Of course, Longerich goes into great detail in his account of Himmler’s life, and he devotes much attention to the internal politics of the Nazi regime and the bureaucratic maze through which it operated. Thus, for example, I discovered for the first time in a lifetime of reading on this subject that there was a Prussian police unit known as the Gestapa, as well as the more familiar Gestapo, and Longerich explains how this distinction figures in the rivalry between Himmler and Goering.

But the centerpiece of the book is, inevitably, Himmler’s role in designing, building and operating the machinery of mass murder that we call the Holocaust. From the outset, Himmler was the mastermind of the dreaded concentration camp system, which he loved to visit in person, and he saw in the so-called Final Solution an opportunity to put into practice “his utopian ideas of a new order in the east.” Ominously, Himmler turned his attention in 1941 to the role his men would play during the invasion of the Soviet Union — the police battalions, the Einsatzgruppen and the Waffen-SS — and the “special tasks I shall give them.”

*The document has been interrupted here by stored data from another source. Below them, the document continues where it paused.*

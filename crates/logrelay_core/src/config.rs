// config.rs: relay configuration and its JSON/env loader
use serde::Deserialize;
use std::fs;
use std::path::{Path, PathBuf};

use crate::error::{RelayError, Result};

/// Environment variable holding the pseudonymization secret.
pub const SECRET_ENV: &str = "SALT";
/// Environment variable pointing at an optional JSON config file.
pub const CONFIG_ENV: &str = "LOGRELAY_CONFIG";

pub const DEFAULT_INPUT_PATH: &str = "/tmp/access.pipe";
pub const DEFAULT_TRACKED_PATH: &str = "/data/logs/goaccess.log";
pub const DEFAULT_UNTRACKED_PATH: &str = "/data/logs/untracked.log";
pub const DEFAULT_ROTATION_POLL_MS: u64 = 100;

#[derive(Deserialize, Clone, Debug)]
#[serde(default, deny_unknown_fields)]
pub struct RelayConfig {
    pub version: Option<u32>,
    /// Input stream; `-` reads stdin.
    pub input_path: PathBuf,
    pub tracked_path: PathBuf,
    pub untracked_path: PathBuf,
    /// Low-assurance mode: substitute a well-known salt when no secret is set.
    pub fallback_salt_allowed: bool,
    /// fsync each written line before reading the next one.
    pub sync_writes: bool,
    pub rotation_poll_ms: u64,
    #[serde(skip)]
    pub secret: Option<String>,
}

impl Default for RelayConfig {
    fn default() -> Self {
        Self {
            version: None,
            input_path: PathBuf::from(DEFAULT_INPUT_PATH),
            tracked_path: PathBuf::from(DEFAULT_TRACKED_PATH),
            untracked_path: PathBuf::from(DEFAULT_UNTRACKED_PATH),
            fallback_salt_allowed: false,
            sync_writes: true,
            rotation_poll_ms: DEFAULT_ROTATION_POLL_MS,
            secret: None,
        }
    }
}

impl RelayConfig {
    pub fn from_json(json: &str) -> Result<Self> {
        let cfg: RelayConfig = serde_json::from_str(json)
            .map_err(|e| RelayError::Config(format!("failed to parse config JSON: {}", e)))?;
        if let Some(v) = cfg.version {
            if v != 1 {
                return Err(RelayError::Config(format!("unsupported config version: {}", v)));
            }
        }
        Ok(cfg)
    }

    pub fn from_file(path: &Path) -> Result<Self> {
        let data = fs::read_to_string(path).map_err(|e| RelayError::io("failed to read config", path, e))?;
        Self::from_json(&data)
    }

    /// Defaults, then the file named by `path` (or `LOGRELAY_CONFIG`), then `SALT`.
    pub fn load(path: Option<&Path>) -> Result<Self> {
        let env_path = std::env::var_os(CONFIG_ENV).map(PathBuf::from);
        let mut cfg = match path.or(env_path.as_deref()) {
            Some(p) => Self::from_file(p)?,
            None => Self::default(),
        };
        cfg.apply_secret(std::env::var(SECRET_ENV).ok());
        Ok(cfg)
    }

    /// Empty values count as unset.
    pub fn apply_secret(&mut self, secret: Option<String>) {
        self.secret = secret.filter(|s| !s.is_empty());
    }

    pub fn reads_stdin(&self) -> bool {
        self.input_path.as_os_str() == "-"
    }
}
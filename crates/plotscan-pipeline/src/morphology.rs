//! Morphological gap closing on binary edge maps.
//!
//! Each iteration is one pass of a 3x3 square structuring element, which
//! is the same as a single dilation/erosion with an L-infinity radius
//! equal to the iteration count.

use image::GrayImage;
use imageproc::distance_transform::Norm;

/// Dilate `iterations` times, then erode `erode_iterations` times.
///
/// With equal counts this is a morphological closing: small breaks in
/// a stroke are bridged and the stroke returns to its original width.
/// The extractor deliberately erodes less than it dilates so that
/// faint pen lines come out thicker and unbroken.
#[must_use = "returns the closed edge map"]
pub fn dilate_then_erode(
    edges: &GrayImage,
    dilate_iterations: u8,
    erode_iterations: u8,
) -> GrayImage {
    let dilated = if dilate_iterations == 0 {
        edges.clone()
    } else {
        imageproc::morphology::dilate(edges, Norm::LInf, dilate_iterations)
    };
    if erode_iterations == 0 {
        dilated
    } else {
        imageproc::morphology::erode(&dilated, Norm::LInf, erode_iterations)
    }
}

#[cfg(test)]
mod tests {
    use super::*;
    use crate::edge::count_set;

    #[test]
    fn closing_bridges_one_pixel_gap() {
        // Horizontal line at y=5 with a hole at x=5.
        let mut img = GrayImage::new(11, 11);
        for x in 1..10 {
            if x != 5 {
                img.put_pixel(x, 5, image::Luma([255]));
            }
        }
        let closed = dilate_then_erode(&img, 1, 1);
        assert_eq!(closed.get_pixel(5, 5).0[0], 255);
    }

    #[test]
    fn asymmetric_passes_thicken_lines() {
        let mut img = GrayImage::new(21, 21);
        for x in 2..19 {
            img.put_pixel(x, 10, image::Luma([255]));
        }
        let before = count_set(&img);
        let after = count_set(&dilate_then_erode(&img, 5, 3));
        assert!(after > before, "expected thicker line, {before} -> {after}");
    }

    #[test]
    fn zero_iterations_is_identity() {
        let mut img = GrayImage::new(5, 5);
        img.put_pixel(2, 2, image::Luma([255]));
        assert_eq!(dilate_then_erode(&img, 0, 0), img);
    }

    #[test]
    fn blank_map_stays_blank() {
        let img = GrayImage::new(8, 8);
        assert_eq!(count_set(&dilate_then_erode(&img, 2, 1)), 0);
    }
}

Those “special tasks,” of course, consisted of the shooting of Jewish men, women, children and babies during the opening days of the invasion of the Soviet Union. Not long afterward, Himmler put the concentration camp system in service to the same genocidal goal, and he established a series of new camps, including the notorious camp at Auschwitz, that were purpose-built for mass murder by poison gas. His motive? “[T]o find a method of killing,” explains Longerich, “that exposed his men to less stress than the massacres.”

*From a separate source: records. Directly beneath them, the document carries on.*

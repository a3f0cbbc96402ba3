//! Canny edge detection.
//!
//! Wraps [`imageproc::edges::canny`]. Both the rectifier and the
//! extractor run Canny, each with its own threshold pair: the rectifier
//! looks for the strong outline of a page, the extractor for pen
//! strokes on an already binarized image.

use image::GrayImage;
use serde::{Deserialize, Serialize};

/// Minimum allowed Canny threshold.
///
/// A low threshold of zero marks every pixel with any gradient as a
/// candidate edge, which floods the contour tracer.
pub const MIN_THRESHOLD: f32 = 1.0;
const _: () = assert!(MIN_THRESHOLD > 0.0);

/// Hysteresis threshold pair for one Canny pass.
#[derive(Debug, Clone, Copy, PartialEq, Serialize, Deserialize)]
pub struct CannyThresholds {
    /// Gradient magnitude above which a connected pixel stays an edge.
    pub low: f32,
    /// Gradient magnitude above which a pixel is a definite edge.
    pub high: f32,
}

impl CannyThresholds {
    /// Create a threshold pair.
    #[must_use]
    pub const fn new(low: f32, high: f32) -> Self {
        Self { low, high }
    }
}

/// Detect edges using the Canny algorithm.
///
/// Returns a binary image: 255 for edge pixels, 0 for non-edge.
///
/// Both thresholds are clamped to a minimum of [`MIN_THRESHOLD`] and
/// `low` is clamped to be at most `high`.
#[must_use = "returns the binary edge map"]
pub fn canny(image: &GrayImage, thresholds: CannyThresholds) -> GrayImage {
    let high = thresholds.high.max(MIN_THRESHOLD);
    let low = thresholds.low.max(MIN_THRESHOLD).min(high);
    imageproc::edges::canny(image, low, high)
}

/// Number of non-zero pixels in a binary map.
#[cfg(test)]
pub(crate) fn count_set(image: &GrayImage) -> u64 {
    image.pixels().map(|p| u64::from(p.0[0] > 0)).sum()
}

#[cfg(test)]
mod tests {
    use super::*;

    /// 20x20 image with a sharp vertical boundary at x = 10.
    fn sharp_edge_image() -> GrayImage {
        GrayImage::from_fn(20, 20, |x, _y| {
            if x < 10 {
                image::Luma([0])
            } else {
                image::Luma([255])
            }
        })
    }

    #[test]
    fn blank_image_produces_no_edges() {
        let img = GrayImage::from_fn(20, 20, |_, _| image::Luma([128]));
        let edges = canny(&img, CannyThresholds::new(50.0, 150.0));
        assert_eq!(edges.dimensions(), (20, 20));
        assert_eq!(count_set(&edges), 0, "expected no edges in uniform image");
    }

    #[test]
    fn sharp_edge_detected() {
        let edges = canny(&sharp_edge_image(), CannyThresholds::new(50.0, 150.0));
        assert!(count_set(&edges) > 0, "expected edges at sharp boundary");
    }

    #[test]
    fn zero_low_threshold_is_clamped_to_min() {
        let img = sharp_edge_image();
        let edges_zero = canny(&img, CannyThresholds::new(0.0, 150.0));
        let edges_min = canny(&img, CannyThresholds::new(MIN_THRESHOLD, 150.0));
        assert_eq!(edges_zero, edges_min);
    }

    #[test]
    fn low_above_high_is_clamped() {
        let img = sharp_edge_image();
        let edges_inverted = canny(&img, CannyThresholds::new(200.0, 100.0));
        let edges_equal = canny(&img, CannyThresholds::new(100.0, 100.0));
        assert_eq!(edges_inverted, edges_equal);
    }
}
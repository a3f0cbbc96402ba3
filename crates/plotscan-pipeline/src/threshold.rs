//! Local mean thresholding for unevenly lit pages.
//!
//! A global threshold fails on phone/webcam captures where one side of
//! the page is in shadow. Comparing each pixel with the mean of its
//! neighbourhood instead keeps strokes separable everywhere.

use image::GrayImage;

/// Binarize `image` against the mean of the `block_size x block_size`
/// window centred on each pixel.
///
/// Paper (at least `mean - offset`) becomes 255, ink becomes 0. Windows
/// are clipped at the image border. `block_size` is rounded up to odd;
/// anything below 3 behaves as 3.
#[must_use = "returns the binarized image"]
pub fn binarize(image: &GrayImage, block_size: u32, offset: i32) -> GrayImage {
    if image.width() == 0 || image.height() == 0 {
        return image.clone();
    }
    let radius = (block_size / 2).max(1);
    imageproc::contrast::adaptive_threshold(image, radius, offset)
}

Longerich charges Himmler and his cronies in the Nazi regime with a crucial role in the escalation of violence against the Jewish people in 1941. But he refuses to exonerate Hitler: “Himmler could rest assured that any initiative to radicalize anti-Jewish policy would be favorably received by his ‘Führer,’ ” writes Longerich. “The extension of the mass executions in the Soviet Union was not a case of Himmler acting independently, but rather an anticipation of what Hitler had in any case planned for the period after the war: the physical extermination of the Jews, whatever form that might take.”

Himmler assured the officers who served him that he was “not a man who enjoys or takes pleasure in having to do something harsh,” but he also congratulated himself on having “sufficiently strong nerves and a sufficiently strong sense of duty” to carry out the tasks that he considered to be “necessary.” The moral burden of Longerich’s brilliant and important book is that Himmler was not a demon plucked from hell and set among ordinary men, but an ordinary man — weak-chinned but strong-willed — who lived at a time and in a place where the demoniacal visions that filled his head were elevated from a private madness into state policy.